Map of life expectancy at birth from Global Education Project.

Friday, July 15, 2005

A modest proposal

The Washington press corps -- by which I mean the representatives of the corporate media, including the Associated Press, the television networks, the New York Times and those few other newspapers and newspaper chains who still have their own reporters in DC -- should agree on the following policy.

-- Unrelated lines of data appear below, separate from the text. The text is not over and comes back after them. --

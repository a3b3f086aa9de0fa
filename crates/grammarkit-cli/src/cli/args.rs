//! Shared argument builders for CLI commands.
//!
//! Each function returns a `clap::Arg` so the same definition can be reused
//! by every subcommand that needs it.

use std::path::PathBuf;

use clap::{Arg, ArgAction, value_parser};

/// Grammar file path or grammar id (positional).
pub fn grammar_arg() -> Arg {
    Arg::new("grammar")
        .value_name("GRAMMAR")
        .required(true)
        .help("Grammar file, or a grammar id looked up in the search paths")
}

/// Input file to tokenize (positional).
pub fn input_path_arg() -> Arg {
    Arg::new("input_path")
        .value_name("INPUT")
        .value_parser(value_parser!(PathBuf))
        .required_unless_present("input_text")
        .help("Input file (`-` reads stdin)")
}

/// Inline input text (-s/--source).
pub fn input_text_arg() -> Arg {
    Arg::new("input_text")
        .short('s')
        .long("source")
        .value_name("TEXT")
        .conflicts_with("input_path")
        .help("Inline input text")
}

/// Extra grammar search directory (-I/--search-path), repeatable.
pub fn search_path_arg() -> Arg {
    Arg::new("search_path")
        .short('I')
        .long("search-path")
        .value_name("DIR")
        .value_parser(value_parser!(PathBuf))
        .action(ArgAction::Append)
        .help("Directory searched for grammar ids and imports (after GRAMMARKIT_PATH)")
}

/// Color output control (--color).
pub fn color_arg() -> Arg {
    Arg::new("color")
        .long("color")
        .value_name("WHEN")
        .default_value("auto")
        .value_parser(["auto", "always", "never"])
        .help("Colorize diagnostics")
}

/// Treat warnings as errors (--strict).
pub fn strict_arg() -> Arg {
    Arg::new("strict")
        .long("strict")
        .action(ArgAction::SetTrue)
        .help("Treat warnings as errors")
}

/// JSON output (--json).
pub fn json_arg() -> Arg {
    Arg::new("json")
        .long("json")
        .action(ArgAction::SetTrue)
        .help("Print results as JSON")
}

/// Execution fuel (--fuel).
pub fn fuel_arg() -> Arg {
    Arg::new("fuel")
        .long("fuel")
        .value_name("N")
        .value_parser(value_parser!(u32))
        .help("Stop after N evaluation steps")
}

/// Recursion limit (--max-depth).
pub fn max_depth_arg() -> Arg {
    Arg::new("max_depth")
        .long("max-depth")
        .value_name("N")
        .value_parser(value_parser!(u32))
        .help("Fail when rule references nest deeper than N")
}

/// Record alternate rules on tokens (--alternates).
pub fn alternates_arg() -> Arg {
    Arg::new("alternates")
        .long("alternates")
        .action(ArgAction::SetTrue)
        .help("List every lexer rule that matches a token's exact span")
}

/// Lex inside `nested` rules (--nested).
pub fn nested_arg() -> Arg {
    Arg::new("nested")
        .long("nested")
        .action(ArgAction::SetTrue)
        .help("Lex the inside of tokens produced by `nested` rules")
}

/// Single parser rule to match (-r/--rule).
pub fn rule_arg() -> Arg {
    Arg::new("rule")
        .short('r')
        .long("rule")
        .value_name("NAME")
        .help("Match only this rule, at the start of the input")
}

"Senior Administration Officials" -- which means, essentially any political appointee including cabinet secretaries, administrators of independent agencies, and their deputies and assistants, official spokespersons for government agencies, political operatives of all stripes, and of course the president's staff including the office of the White House counsel, the chief of staff, and the National Security Agency -- will not be quoted nor will their remarks be paraphrased, discussed, represented or alluded to, unless the speakers or writers are identified. There is no reason I can think of why it is in the public interest for the phrase, "A senior administration official, who did not wish to be identified, said . . ." ever to appear in any broadcast or print report by any journalistic outlet which expects to be viewed as legitimate or credible. Nor any phrase with similar meaning.

Whistleblowers, as they call them -- people who reveal information to reporters that powerful people do not wish to be revealed -- are a different category. Bill Keller may not be able to grasp the difference, but obviously, I'm a lot smarter than he is. Or maybe just more honest.

I probably won't be back until Sunday, as is usual this time of year. Stay cool.